奶油烤鱼是奶油烤杂拌的变种。在计划经济时期, 吃鱼也成为了计划,每周四是国家统一的吃鱼日,以应对肉类短缺,这一天的菜单经常是诸如 蛋黄酱鲱鱼沙拉配鲱鱼杂拌汤,再加上炸鲱鱼这样的纯鱼组合。

鼓励吃海产罐头的苏联宣传海报

俄罗斯是水产大国,可惜鲜鱼仍旧稀缺,吃到的多是冷冻产品,苏联借助罐头技术和工业调味品的加持,让民众获取到了廉价的蛋白质来源。如今俄餐厅的鱼类料理,仍旧是 大量的奶汁和番茄酱盖住了鱼肉本身的味道。

伏尔加西餐厅的冷酸鱼@好吃的涮肉肉

赫鲁晓夫的理想共产主义社会,人人都能吃得上 “土豆烧牛肉”。如今在俄餐厅,每桌几乎都会点上一道罐焖牛肉,番茄洋葱浓汤里是炖得烂熟的牛肉块和土豆。土豆烧牛肉一度成为了一种生活水平的标杆而被辩论,而这也恰恰反映了食物短缺下人们对于肉的渴求。 如果我们的语言是土豆烧牛肉,在这种家常却治愈的味道里,不同国家的人们不需翻译就可理解彼此的心意。

老莫的罐焖牛肉

基辅鸡卷的历史也有上百年了,鸡肉卷中塞入黄油并插入一根骨头模拟鸡腿,外层裹上面糊油炸,切开时融化的黄油像小笼包里的高汤漫出。 1947年后这道菜成为苏联接待国际游客的标准菜品而全球闻名,也应势成为了苏联料理的代表。
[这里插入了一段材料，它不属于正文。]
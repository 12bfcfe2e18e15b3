//! Wallet session: connection, network checks and the signer the engine uses.
//!
//! The engine only sees `WalletGateway`. Session changes (account, chain,
//! disconnect) are published on a broadcast channel; each subscriber gets its
//! own `SessionSubscription`, which unsubscribes when dropped.

use crate::chain::ChainClient;
use crate::config::{network, Config};
use crate::errors::WalletError;
use crate::ethers_client::{hardware_lock, EthersChainClient};
use crate::user_settings::CustomNetwork;
use async_trait::async_trait;
use ethers::prelude::*;
use ethers::signers::{HDPath, Ledger};
use serde::{Deserialize, Serialize};
use std::sync::{Arc, RwLock};
use tokio::sync::broadcast;
use tokio::sync::broadcast::error::TryRecvError;
use tracing::{info, warn};

const SESSION_EVENT_CAPACITY: usize = 16;

/// Connected account and the chain it is on.
#[derive(Debug, Clone, Copy, PartialEq, Eq)]
pub struct SessionInfo {
    pub address: Address,
    pub chain_id: u64,
}

#[derive(Debug, Clone, PartialEq, Eq)]
pub enum SessionEvent {
    Connected(SessionInfo),
    AccountChanged(Address),
    ChainChanged(u64),
    Disconnected,
    /// Events were dropped; re-read the current session
    Resync,
}

/// Receiving end of session events.
pub struct SessionSubscription {
    receiver: broadcast::Receiver<SessionEvent>,
}

impl SessionSubscription {
    pub fn new(receiver: broadcast::Receiver<SessionEvent>) -> Self {
        Self { receiver }
    }

    /// Next queued event without waiting
    pub fn try_next(&mut self) -> Option<SessionEvent> {
        match self.receiver.try_recv() {
            Ok(event) => Some(event),
            Err(TryRecvError::Lagged(skipped)) => {
                warn!("Session subscriber lagged by {} events", skipped);
                Some(SessionEvent::Resync)
            }
            Err(TryRecvError::Empty) | Err(TryRecvError::Closed) => None,
        }
    }
}

#[async_trait]
pub trait WalletGateway: Send + Sync {
    async fn connect(&self) -> Result<SessionInfo, WalletError>;

    async fn disconnect(&self);

    fn current_session(&self) -> Option<SessionInfo>;

    /// Succeeds only when the session is on `expected_chain_id`, switching
    /// first if the gateway is allowed to
    async fn ensure_network(&self, expected_chain_id: u64) -> Result<(), WalletError>;

    /// Explicit switch, e.g. after the user accepted a prompt
    async fn switch_network(&self, chain_id: u64) -> Result<SessionInfo, WalletError>;

    /// Client bound to the connected account
    async fn signer(&self) -> Result<Arc<dyn ChainClient>, WalletError>;

    fn subscribe(&self) -> SessionSubscription;
}

/// How transactions get signed.
#[derive(Debug, Clone, PartialEq, Eq, Serialize, Deserialize)]
pub enum WalletBackend {
    /// Hex key from `MULTISEND_PRIVATE_KEY`
    PrivateKey,
    /// Ledger Live derivation path at this account index
    Ledger { account_index: u32 },
}

impl Default for WalletBackend {
    fn default() -> Self {
        WalletBackend::Ledger { account_index: 0 }
    }
}

impl WalletBackend {
    pub fn label(&self) -> String {
        match self {
            WalletBackend::PrivateKey => "Private key".to_string(),
            WalletBackend::Ledger { account_index } => format!("Ledger (account {})", account_index),
        }
    }
}

/// Ledger Live derivation: `m/44'/60'/{index}'/0/0`
pub fn ledger_live_path(account_index: u32) -> String {
    format!("m/44'/60'/{}'/0/0", account_index)
}

struct ActiveSession {
    info: SessionInfo,
    client: Arc<dyn ChainClient>,
}

/// Gateway over an RPC endpoint and a local signer.
pub struct EthersWalletGateway {
    config: Config,
    backend: WalletBackend,
    private_key: Option<String>,
    auto_switch: bool,
    custom_networks: Vec<CustomNetwork>,
    session: RwLock<Option<ActiveSession>>,
    events: broadcast::Sender<SessionEvent>,
}

impl EthersWalletGateway {
    pub fn new(config: Config, backend: WalletBackend, auto_switch: bool, custom_networks: Vec<CustomNetwork>) -> Self {
        let (events, _) = broadcast::channel(SESSION_EVENT_CAPACITY);
        Self {
            config,
            backend,
            private_key: std::env::var("MULTISEND_PRIVATE_KEY").ok().filter(|k| !k.trim().is_empty()),
            auto_switch,
            custom_networks,
            session: RwLock::new(None),
            events,
        }
    }

    fn rpc_for_chain(&self, chain_id: u64) -> Option<String> {
        if chain_id == self.config.chain_id {
            return Some(self.config.rpc_url.clone());
        }
        self.custom_networks
            .iter()
            .find(|n| n.chain_id == chain_id)
            .map(|n| n.rpc_url.clone())
            .or_else(|| network(chain_id).map(|n| n.rpc.to_string()))
    }

    async fn open_session(&self, rpc_url: &str) -> Result<ActiveSession, WalletError> {
        let provider = Provider::<Http>::try_from(rpc_url)
            .map_err(|e| WalletError::Unavailable(format!("invalid RPC URL {}: {}", rpc_url, e)))?;
        let chain_id = provider
            .get_chainid()
            .await
            .map_err(|e| WalletError::Unavailable(e.to_string()))?
            .as_u64();
        let provider = Arc::new(provider);

        let client: Arc<dyn ChainClient> = match &self.backend {
            WalletBackend::PrivateKey => {
                let key = self
                    .private_key
                    .as_deref()
                    .ok_or_else(|| WalletError::Unavailable("MULTISEND_PRIVATE_KEY is not set".to_string()))?;
                let wallet = key
                    .trim()
                    .parse::<LocalWallet>()
                    .map_err(|e| WalletError::Unavailable(format!("invalid private key: {}", e)))?
                    .with_chain_id(chain_id);
                Arc::new(EthersChainClient::new(provider, wallet, chain_id, &self.config))
            }
            WalletBackend::Ledger { account_index } => {
                let hd_path = ledger_live_path(*account_index);
                let ledger = {
                    let _guard = hardware_lock().lock().await;
                    Ledger::new(HDPath::Other(hd_path.clone()), chain_id)
                        .await
                        .map_err(|e| WalletError::Unavailable(format!("Ledger at {}: {}", hd_path, e)))?
                };
                Arc::new(EthersChainClient::new(provider, ledger, chain_id, &self.config).with_hardware_lock())
            }
        };

        let info = SessionInfo {
            address: client.account(),
            chain_id,
        };
        Ok(ActiveSession { info, client })
    }

    /// Replace the session and publish what changed
    fn install(&self, next: ActiveSession) -> SessionInfo {
        let info = next.info;
        let previous = {
            let mut guard = self.session.write().unwrap_or_else(|e| e.into_inner());
            guard.replace(next).map(|s| s.info)
        };
        let event = match previous {
            None => SessionEvent::Connected(info),
            Some(prev) if prev.address != info.address => SessionEvent::AccountChanged(info.address),
            Some(prev) if prev.chain_id != info.chain_id => SessionEvent::ChainChanged(info.chain_id),
            Some(_) => return info,
        };
        // No receivers is fine
        let _ = self.events.send(event);
        info
    }
}

#[async_trait]
impl WalletGateway for EthersWalletGateway {
    async fn connect(&self) -> Result<SessionInfo, WalletError> {
        info!("Connecting {} via {}", self.backend.label(), self.config.rpc_url);
        let session = self.open_session(&self.config.rpc_url).await?;
        let info = self.install(session);
        info!("Connected {:?} on chain {}", info.address, info.chain_id);
        Ok(info)
    }

    async fn disconnect(&self) {
        let had_session = self
            .session
            .write()
            .unwrap_or_else(|e| e.into_inner())
            .take()
            .is_some();
        if had_session {
            info!("Wallet disconnected");
            let _ = self.events.send(SessionEvent::Disconnected);
        }
    }

    fn current_session(&self) -> Option<SessionInfo> {
        self.session
            .read()
            .unwrap_or_else(|e| e.into_inner())
            .as_ref()
            .map(|s| s.info)
    }

    async fn ensure_network(&self, expected_chain_id: u64) -> Result<(), WalletError> {
        let current = self.current_session().ok_or(WalletError::NotConnected)?;
        if current.chain_id == expected_chain_id {
            return Ok(());
        }
        if !self.auto_switch {
            return Err(WalletError::WrongNetwork {
                expected: expected_chain_id,
                actual: current.chain_id,
            });
        }
        self.switch_network(expected_chain_id).await.map(|_| ())
    }

    async fn switch_network(&self, chain_id: u64) -> Result<SessionInfo, WalletError> {
        let rpc_url = self
            .rpc_for_chain(chain_id)
            .ok_or(WalletError::UnsupportedNetwork(chain_id))?;
        info!("Switching to chain {} via {}", chain_id, rpc_url);

        let session = self.open_session(&rpc_url).await?;
        if session.info.chain_id != chain_id {
            return Err(WalletError::WrongNetwork {
                expected: chain_id,
                actual: session.info.chain_id,
            });
        }
        Ok(self.install(session))
    }

    async fn signer(&self) -> Result<Arc<dyn ChainClient>, WalletError> {
        self.session
            .read()
            .unwrap_or_else(|e| e.into_inner())
            .as_ref()
            .map(|s| s.client.clone())
            .ok_or(WalletError::NotConnected)
    }

    fn subscribe(&self) -> SessionSubscription {
        SessionSubscription::new(self.events.subscribe())
    }
}

#[cfg(test)]
mod tests {
    use super::*;

    #[test]
    fn test_subscription_reports_lag_as_resync() {
        let (tx, rx) = broadcast::channel(2);
        let mut sub = SessionSubscription::new(rx);
        for chain_id in 0..5u64 {
            tx.send(SessionEvent::ChainChanged(chain_id)).unwrap();
        }
        assert_eq!(sub.try_next(), Some(SessionEvent::Resync));
        assert_eq!(sub.try_next(), Some(SessionEvent::ChainChanged(3)));
        assert_eq!(sub.try_next(), Some(SessionEvent::ChainChanged(4)));
        assert_eq!(sub.try_next(), None);
    }

    #[tokio::test]
    async fn test_dropped_subscription_unsubscribes() {
        let gateway = EthersWalletGateway::new(Config::default(), WalletBackend::PrivateKey, false, Vec::new());
        let sub = gateway.subscribe();
        assert_eq!(gateway.events.receiver_count(), 1);
        drop(sub);
        assert_eq!(gateway.events.receiver_count(), 0);
    }

    #[tokio::test]
    async fn test_not_connected_without_session() {
        let gateway = EthersWalletGateway::new(Config::default(), WalletBackend::PrivateKey, true, Vec::new());
        assert!(gateway.current_session().is_none());
        assert_eq!(gateway.ensure_network(1).await, Err(WalletError::NotConnected));
        assert!(matches!(gateway.signer().await, Err(WalletError::NotConnected)));
    }

    #[test]
    fn test_ledger_live_path() {
        assert_eq!(ledger_live_path(0), "m/44'/60'/0'/0/0");
        assert_eq!(ledger_live_path(3), "m/44'/60'/3'/0/0");
    }

    #[test]
    fn test_rpc_for_known_and_unknown_chains() {
        let custom = CustomNetwork::new("Local".into(), 31337, "ETH".into(), "http://127.0.0.1:8545".into());
        let gateway = EthersWalletGateway::new(Config::default(), WalletBackend::PrivateKey, true, vec![custom]);
        assert_eq!(gateway.rpc_for_chain(31337).as_deref(), Some("http://127.0.0.1:8545"));
        assert!(gateway.rpc_for_chain(1).is_some());
        assert_eq!(gateway.rpc_for_chain(999_999), None);
    }
}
普希金文学餐厅出品的基辅鸡卷就很符合最初的设定,大量的黄油保护着鸡胸肉在炙烤时不干柴,黄油中还混合了欧芹泥增加了清香。

普希金文学餐厅的基辅鸡肉卷@减肥无效

当然还有闻名世界的 红菜汤和格瓦斯,他们也全程见证了苏俄的开始与结束,并将和许多传统食物(比如嗑瓜子)一起奔赴俄罗斯的未来。

除了喝格瓦斯,嗑瓜子也是俄罗斯人民的传统艺能,瓜子装进报纸卷的三角筒中便携在路上吃,科幻短视频《赛博农场》里,未来赛博世界的人们还在像祖祖辈辈一样爱嗑瓜子

三十年过去了,我们仍旧能在俄餐厅里触摸到过去的一丝丝线索与痕迹,不仅是缅怀故去的世界,也是在怀念彼时的自己。而我也总愿意乘上这班看起来齿轮生锈螺丝老化的老旧时光机器,一次又一次地进入这种特别的味觉中。